CPT BAŞVURUSUNUN KAPSAMI
Türkiye'nin iç hukukuna göre her tutsağın ailesi ve avukatlarıyla görüşme hakkına sahip olduğunu belirten Yoleri, İmralı’da Türk Ceza İnfaz Kanunu’nun ve devamındaki mevzuatın yok sayıldığını vurguladı. Tutsakların dışarı ile iletişim kurma, aile ve avukatlarıyla görüşme hakkının engellenmesinin hak ihlali olduğunu aktaran Yoleri, “Ayrıca aileler bakımından da büyük bir hak ihlali söz konusu.

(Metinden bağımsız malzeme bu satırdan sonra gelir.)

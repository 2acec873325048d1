//! `explorer_client`
//!
//! Client-side systems:
//! - Input capture and movement intent
//! - Camera rig and pointer-look capture
//! - Movement/collision reconciliation
//! - The session context that wires physics, map, and animation together

pub mod client;
pub mod input;
pub mod look;
pub mod reconciler;

pub use client::ExplorerClient;
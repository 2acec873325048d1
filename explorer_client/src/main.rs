//! Headless walkthrough binary.
//!
//! Usage:
//!   cargo run -p explorer_client -- [--config explorer.json] [--map maps/skeld.json]
//!                                   [--frames 240] [--script input.json]
//!
//! Boots physics and the map (falling back to the built-in layout if the map
//! cannot be loaded in time), then runs a fixed number of frames at
//! `frame_hz`, feeding scripted input events. Without `--script` a short demo
//! tour is played.

use std::env;
use std::time::Duration;

use anyhow::Context;
use explorer_client::client::ExplorerClient;
use explorer_client::input::InputScript;
use explorer_shared::{
    animation::ClipMixer, config::ExplorerConfig, map::FileMapSource, physics::AabbWorld,
};
use tracing::info;

struct Args {
    config: Option<String>,
    map: Option<String>,
    frames: u64,
    script: Option<String>,
}

fn parse_args() -> Args {
    let mut parsed = Args {
        config: None,
        map: None,
        frames: 240,
        script: None,
    };
    let args: Vec<String> = env::args().collect();
    let mut i = 1;
    while i < args.len() {
        match args[i].as_str() {
            "--config" if i + 1 < args.len() => {
                parsed.config = Some(args[i + 1].clone());
                i += 2;
            }
            "--map" if i + 1 < args.len() => {
                parsed.map = Some(args[i + 1].clone());
                i += 2;
            }
            "--frames" if i + 1 < args.len() => {
                parsed.frames = args[i + 1].parse().unwrap_or(240);
                i += 2;
            }
            "--script" if i + 1 < args.len() => {
                parsed.script = Some(args[i + 1].clone());
                i += 2;
            }
            _ => i += 1,
        }
    }
    parsed
}

#[tokio::main]
async fn main() -> anyhow::Result<()> {
    tracing_subscriber::fmt()
        .with_env_filter(
            tracing_subscriber::EnvFilter::try_from_default_env()
                .unwrap_or_else(|_| "info".into()),
        )
        .init();

    let args = parse_args();
    let mut cfg = match &args.config {
        Some(path) => ExplorerConfig::load(path).context("load config")?,
        None => ExplorerConfig::default(),
    };
    if let Some(map) = args.map {
        cfg.map.path = map;
    }
    let script = match &args.script {
        Some(path) => InputScript::load(path)?,
        None => InputScript::demo(),
    };
    info!(map = %cfg.map.path, frames = args.frames, scripted_events = script.len(), "Starting walkthrough");

    let physics = Box::new(AabbWorld::new(cfg.physics));
    let frame_hz = cfg.frame_hz;
    let mut client = ExplorerClient::new(cfg, physics, Box::new(ClipMixer::new()));
    client.boot(&FileMapSource).await;
    client.move_to_spawn();

    let frame_interval = Duration::from_secs_f32(1.0 / frame_hz as f32);
    let mut ticker = tokio::time::interval(frame_interval);
    let mut last = tokio::time::Instant::now();

    for frame in 0..args.frames {
        ticker.tick().await;
        let now = tokio::time::Instant::now();
        let dt = now.duration_since(last).as_secs_f32();
        last = now;

        for event in script.events_at(frame) {
            client.handle(event);
        }
        client.frame(dt);

        if frame % frame_hz as u64 == 0 {
            let body = client.pawn().body;
            info!(
                frame,
                x = body.feet.x,
                z = body.feet.z,
                facing = body.facing,
                clip = %client.current_clip(),
                "Walkthrough"
            );
        }
    }

    for line in client.status() {
        println!("{}", line);
    }
    Ok(())
}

O yüzden İmralı’da çoklu bir hak ihlaline neden olan ağır tecrit uygulaması söz konusu. Bu nedenle İHD başından bu yana tecridin sonlandırılması için çeşitli girişimlerde bulundu. En son bu alanda çalışan barolar ve sivil toplum örgütleriyle beraber, CPT’ye başvuru yaparak tekrar bir ziyarette bulunması ve bu ziyarete dair raporunu hızla açıklanması için başvuru yaptık. CPT’nin devam eden bu hukuksuzluğa ve ağır tecrit uygulamasına karşı, bir yaptırımda bulunmaları yönünde hükümeti zorlayıcı bir takım girişimler de talep ettik” dedi.
‘TÜM DÜNYADA TECRİDE KARŞI BİR TAVIR VAR’
2019 yılından sonra Türkiye, Ortadoğu ve Avrupa’dan çok sayıda avukatın Abdullah Öcalan'la görüşmek için başvuruda bulunduğunu hatırlatan Yoleri,“ Sadece Türkiye'de bulunan hukukçular ya da hak savunucular tarafından başvuru yapılmıyor. Dünyanın her yerinde İmralı’da yaşanan bu hukuksuzluğa karşı bir tavır alındığını görüyoruz. Yaptığımız başvuruda bunun da altını çizdik. Bizler de bu süreçte bir kere daha barolar ve insan hakları örgütleri olarak başvuruda bulunduk” diye belirtti.
‘BİRAN ÖNCE ADIM ATILSIN’
Cezaevlerinde yaşanan hak ihlallerine karşı güçlü bir mücadele yürütülmesi gerektiğini belirten Yoleri, cezaevlerinde devam eden açlık grevi eylemlerini anımsattı. Yoleri, “Tecride karşı yoğun çabalar, çalışmalar devam ediyor. Ama bunun ötesinde açlık grevinin sonlandırılması için gerekli adımların atılması oldukça önemli. Çünkü açlık grevleri uzadıkça, mahpuslar üzerinde ciddi sağlık problemleri ortaya çıkıyor. Bizim bütün arzumuz, iş bu kadar yıkıcı bir aşamaya varmadan yetkililerin gerekli adımları atması ve açlık grevinin sonlanmasıdır” diye belirtti.